Assignment:
Retype, word for word, every line from the one holding "pub struct ForwardOpts" through the one holding "if self.kafka.brokers.iter().all(|b| b.trim().is_empty())" in the entries below, both included, and only those lines.

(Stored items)
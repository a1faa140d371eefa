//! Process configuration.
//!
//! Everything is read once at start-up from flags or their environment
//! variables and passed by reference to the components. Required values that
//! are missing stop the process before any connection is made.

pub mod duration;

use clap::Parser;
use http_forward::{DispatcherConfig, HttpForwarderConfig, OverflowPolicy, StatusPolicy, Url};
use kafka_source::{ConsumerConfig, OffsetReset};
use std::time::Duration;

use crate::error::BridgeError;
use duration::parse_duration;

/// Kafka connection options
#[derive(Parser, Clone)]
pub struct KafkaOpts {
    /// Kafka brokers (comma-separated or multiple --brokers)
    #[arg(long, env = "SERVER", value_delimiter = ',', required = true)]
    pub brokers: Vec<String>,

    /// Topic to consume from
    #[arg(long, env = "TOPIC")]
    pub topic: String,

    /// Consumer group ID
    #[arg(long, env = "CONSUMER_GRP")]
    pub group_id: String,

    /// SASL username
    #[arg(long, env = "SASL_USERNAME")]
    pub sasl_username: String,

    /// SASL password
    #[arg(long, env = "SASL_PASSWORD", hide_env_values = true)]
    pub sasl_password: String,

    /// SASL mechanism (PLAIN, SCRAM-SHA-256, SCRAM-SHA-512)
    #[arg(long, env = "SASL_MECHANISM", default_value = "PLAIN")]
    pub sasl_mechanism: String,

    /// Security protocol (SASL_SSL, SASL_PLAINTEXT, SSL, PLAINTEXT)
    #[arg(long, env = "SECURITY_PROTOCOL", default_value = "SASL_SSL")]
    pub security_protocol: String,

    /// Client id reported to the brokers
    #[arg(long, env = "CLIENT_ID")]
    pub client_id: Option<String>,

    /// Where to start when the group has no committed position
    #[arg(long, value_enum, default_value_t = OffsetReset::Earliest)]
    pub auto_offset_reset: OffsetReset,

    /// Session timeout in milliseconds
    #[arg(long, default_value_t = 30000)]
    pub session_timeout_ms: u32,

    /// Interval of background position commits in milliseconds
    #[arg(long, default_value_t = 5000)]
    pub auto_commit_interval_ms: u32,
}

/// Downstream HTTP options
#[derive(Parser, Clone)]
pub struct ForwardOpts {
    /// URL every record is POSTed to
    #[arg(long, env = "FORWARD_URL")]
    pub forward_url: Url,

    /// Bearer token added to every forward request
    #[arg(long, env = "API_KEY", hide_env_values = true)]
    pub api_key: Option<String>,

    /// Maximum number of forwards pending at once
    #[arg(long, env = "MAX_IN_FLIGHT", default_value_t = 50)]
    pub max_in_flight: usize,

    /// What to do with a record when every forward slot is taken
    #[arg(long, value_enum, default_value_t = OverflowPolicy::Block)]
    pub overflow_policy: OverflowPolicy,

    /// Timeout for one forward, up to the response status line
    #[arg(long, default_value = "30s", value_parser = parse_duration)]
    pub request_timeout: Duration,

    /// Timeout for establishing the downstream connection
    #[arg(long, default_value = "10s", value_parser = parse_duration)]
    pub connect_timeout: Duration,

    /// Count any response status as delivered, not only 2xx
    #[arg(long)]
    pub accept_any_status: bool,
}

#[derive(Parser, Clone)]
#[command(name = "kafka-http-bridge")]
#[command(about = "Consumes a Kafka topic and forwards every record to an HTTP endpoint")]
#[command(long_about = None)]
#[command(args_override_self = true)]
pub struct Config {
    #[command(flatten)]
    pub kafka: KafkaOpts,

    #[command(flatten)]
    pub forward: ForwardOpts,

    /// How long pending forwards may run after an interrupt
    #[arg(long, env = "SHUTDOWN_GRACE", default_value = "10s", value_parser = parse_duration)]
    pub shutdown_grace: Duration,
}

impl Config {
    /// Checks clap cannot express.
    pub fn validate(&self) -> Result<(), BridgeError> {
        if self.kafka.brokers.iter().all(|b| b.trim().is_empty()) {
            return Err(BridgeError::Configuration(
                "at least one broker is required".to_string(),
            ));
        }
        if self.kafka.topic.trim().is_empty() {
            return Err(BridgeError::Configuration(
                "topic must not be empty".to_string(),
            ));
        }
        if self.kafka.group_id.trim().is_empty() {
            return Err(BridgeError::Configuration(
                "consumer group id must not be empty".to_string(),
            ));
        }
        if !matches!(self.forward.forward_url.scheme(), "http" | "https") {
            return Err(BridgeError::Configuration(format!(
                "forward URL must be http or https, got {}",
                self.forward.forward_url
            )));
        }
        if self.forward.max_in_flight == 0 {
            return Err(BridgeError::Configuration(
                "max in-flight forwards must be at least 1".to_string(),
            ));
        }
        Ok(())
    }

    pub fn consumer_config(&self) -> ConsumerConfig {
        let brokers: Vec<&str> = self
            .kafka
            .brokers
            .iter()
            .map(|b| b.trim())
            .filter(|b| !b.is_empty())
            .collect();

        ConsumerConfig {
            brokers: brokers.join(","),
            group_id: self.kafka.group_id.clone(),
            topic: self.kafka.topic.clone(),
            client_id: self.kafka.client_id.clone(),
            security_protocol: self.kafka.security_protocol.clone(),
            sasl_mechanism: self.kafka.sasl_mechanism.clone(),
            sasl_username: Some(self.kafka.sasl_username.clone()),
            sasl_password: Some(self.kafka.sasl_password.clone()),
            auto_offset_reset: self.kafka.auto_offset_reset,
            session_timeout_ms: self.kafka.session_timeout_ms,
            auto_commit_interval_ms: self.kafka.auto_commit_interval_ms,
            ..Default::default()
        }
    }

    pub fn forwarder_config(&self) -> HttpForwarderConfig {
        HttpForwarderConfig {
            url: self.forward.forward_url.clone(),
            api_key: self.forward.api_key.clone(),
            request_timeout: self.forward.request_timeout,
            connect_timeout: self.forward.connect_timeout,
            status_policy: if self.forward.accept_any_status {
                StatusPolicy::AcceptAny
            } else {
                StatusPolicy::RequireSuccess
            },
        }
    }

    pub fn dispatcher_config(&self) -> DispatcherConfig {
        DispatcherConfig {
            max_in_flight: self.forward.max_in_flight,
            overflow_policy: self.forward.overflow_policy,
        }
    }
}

==

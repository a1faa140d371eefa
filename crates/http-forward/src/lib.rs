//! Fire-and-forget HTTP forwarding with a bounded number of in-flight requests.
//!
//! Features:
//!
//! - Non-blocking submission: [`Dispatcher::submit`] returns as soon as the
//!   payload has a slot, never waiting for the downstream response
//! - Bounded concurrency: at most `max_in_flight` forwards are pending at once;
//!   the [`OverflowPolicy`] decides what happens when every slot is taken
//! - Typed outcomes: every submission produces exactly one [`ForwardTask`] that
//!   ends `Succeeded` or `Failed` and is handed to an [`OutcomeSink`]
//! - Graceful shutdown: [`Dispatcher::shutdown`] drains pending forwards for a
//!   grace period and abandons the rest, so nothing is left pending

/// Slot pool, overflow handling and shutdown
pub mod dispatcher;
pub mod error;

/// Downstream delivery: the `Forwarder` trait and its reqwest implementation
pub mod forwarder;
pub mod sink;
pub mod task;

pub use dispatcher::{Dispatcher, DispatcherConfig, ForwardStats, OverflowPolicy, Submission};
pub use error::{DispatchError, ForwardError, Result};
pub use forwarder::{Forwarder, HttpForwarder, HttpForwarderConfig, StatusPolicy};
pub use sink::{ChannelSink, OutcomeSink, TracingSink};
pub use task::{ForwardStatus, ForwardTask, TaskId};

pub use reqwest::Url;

* * *

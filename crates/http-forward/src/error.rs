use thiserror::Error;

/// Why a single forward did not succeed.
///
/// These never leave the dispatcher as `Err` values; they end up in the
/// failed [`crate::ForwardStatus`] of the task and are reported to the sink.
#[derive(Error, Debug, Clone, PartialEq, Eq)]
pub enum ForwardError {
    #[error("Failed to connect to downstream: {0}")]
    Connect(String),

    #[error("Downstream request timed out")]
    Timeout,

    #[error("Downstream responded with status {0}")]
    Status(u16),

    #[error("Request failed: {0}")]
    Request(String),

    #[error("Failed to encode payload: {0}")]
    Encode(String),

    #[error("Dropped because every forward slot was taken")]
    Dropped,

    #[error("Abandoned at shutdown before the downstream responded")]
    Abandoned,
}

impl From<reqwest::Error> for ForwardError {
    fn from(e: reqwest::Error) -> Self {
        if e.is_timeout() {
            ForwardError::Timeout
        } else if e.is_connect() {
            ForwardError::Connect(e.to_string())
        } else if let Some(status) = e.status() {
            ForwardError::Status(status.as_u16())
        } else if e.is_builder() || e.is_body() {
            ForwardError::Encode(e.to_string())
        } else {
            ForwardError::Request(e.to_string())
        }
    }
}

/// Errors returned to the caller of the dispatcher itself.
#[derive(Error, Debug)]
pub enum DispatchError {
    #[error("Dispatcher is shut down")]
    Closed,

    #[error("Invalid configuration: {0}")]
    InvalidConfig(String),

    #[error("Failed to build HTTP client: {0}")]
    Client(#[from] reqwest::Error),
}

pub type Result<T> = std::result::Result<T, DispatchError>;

Solution for this exercise:
pub struct ForwardOpts {
    /// URL every record is POSTed to
    #[arg(long, env = "FORWARD_URL")]
    pub forward_url: Url,

    /// Bearer token added to every forward request
    #[arg(long, env = "API_KEY", hide_env_values = true)]
    pub api_key: Option<String>,

    /// Maximum number of forwards pending at once
    #[arg(long, env = "MAX_IN_FLIGHT", default_value_t = 50)]
    pub max_in_flight: usize,

    /// What to do with a record when every forward slot is taken
    #[arg(long, value_enum, default_value_t = OverflowPolicy::Block)]
    pub overflow_policy: OverflowPolicy,

    /// Timeout for one forward, up to the response status line
    #[arg(long, default_value = "30s", value_parser = parse_duration)]
    pub request_timeout: Duration,

    /// Timeout for establishing the downstream connection
    #[arg(long, default_value = "10s", value_parser = parse_duration)]
    pub connect_timeout: Duration,

    /// Count any response status as delivered, not only 2xx
    #[arg(long)]
    pub accept_any_status: bool,
}

#[derive(Parser, Clone)]
#[command(name = "kafka-http-bridge")]
#[command(about = "Consumes a Kafka topic and forwards every record to an HTTP endpoint")]
#[command(long_about = None)]
#[command(args_override_self = true)]
pub struct Config {
    #[command(flatten)]
    pub kafka: KafkaOpts,

    #[command(flatten)]
    pub forward: ForwardOpts,

    /// How long pending forwards may run after an interrupt
    #[arg(long, env = "SHUTDOWN_GRACE", default_value = "10s", value_parser = parse_duration)]
    pub shutdown_grace: Duration,
}

impl Config {
    /// Checks clap cannot express.
    pub fn validate(&self) -> Result<(), BridgeError> {
        if self.kafka.brokers.iter().all(|b| b.trim().is_empty()) {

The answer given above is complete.